* _Task_:
In the data, find the word "directory" and copy out every line that has it.

Collected data
◆ ◆ ◆

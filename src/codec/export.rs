//! Exporting contacts to metadata-block files.

use crate::codec::frontmatter;
use crate::core::{check_arity, ContactRepository, Field};
use crate::error::Result;
use log::info;
use std::fs;
use std::io;
use std::path::{Path, PathBuf};

/// Labels written on export, in file order.
pub const EXPORT_LABELS: [(&str, Field); 7] = [
    ("First name", Field::FirstName),
    ("Last name", Field::LastName),
    ("Adress", Field::StreetAddress),
    ("Zip code", Field::ZipCode),
    ("Town", Field::Town),
    ("Phone number", Field::Phone),
    ("Birthday", Field::Birthday),
];

/// Label of the optional email line.
pub const EMAIL_LABEL: &str = "Email";

/// Render retrieved fields (canonical order) as an export document.
///
/// The email line goes right after the phone number when `include_email`
/// is set.
pub fn render<S: AsRef<str>>(fields: &[S], include_email: bool) -> Result<String> {
    check_arity(fields)?;
    let mut pairs: Vec<(&str, &str)> = Vec::with_capacity(EXPORT_LABELS.len() + 1);
    for (label, field) in EXPORT_LABELS {
        pairs.push((label, fields[field.index()].as_ref()));
        if include_email && field == Field::Phone {
            pairs.push((EMAIL_LABEL, fields[Field::Email.index()].as_ref()));
        }
    }
    Ok(frontmatter::render(&pairs))
}

/// File name a contact is exported to: `<lastname>, <firstname>.md`.
///
/// Path separators inside the names are replaced with `_`.
pub fn file_name<S: AsRef<str>>(fields: &[S]) -> Result<String> {
    check_arity(fields)?;
    let clean = |s: &str| s.replace(['/', '\\'], "_");
    Ok(format!(
        "{}, {}.md",
        clean(fields[Field::LastName.index()].as_ref()),
        clean(fields[Field::FirstName.index()].as_ref())
    ))
}

/// Write an export document for `fields` into `dir` and return its path.
///
/// The directory must already exist; an existing file is overwritten.
pub fn export_fields<S: AsRef<str>>(
    fields: &[S],
    dir: &Path,
    include_email: bool,
) -> Result<PathBuf> {
    let document = render(fields, include_email)?;
    if !dir.is_dir() {
        return Err(io::Error::new(
            io::ErrorKind::NotFound,
            format!("export directory {} does not exist", dir.display()),
        )
        .into());
    }

    let path = dir.join(file_name(fields)?);
    fs::write(&path, document)?;
    info!("exported contact to {}", path.display());
    Ok(path)
}

/// Export the contact at `position` in the current listing.
pub fn export_position(
    repo: &mut ContactRepository,
    position: usize,
    dir: &Path,
    include_email: bool,
) -> Result<PathBuf> {
    let fields = repo.retrieve(position)?;
    export_fields(&fields, dir, include_email)
}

◆ ◆ ◆

* _Response area_:
/// The directory must already exist; an existing file is overwritten.
            format!("export directory {} does not exist", dir.display()),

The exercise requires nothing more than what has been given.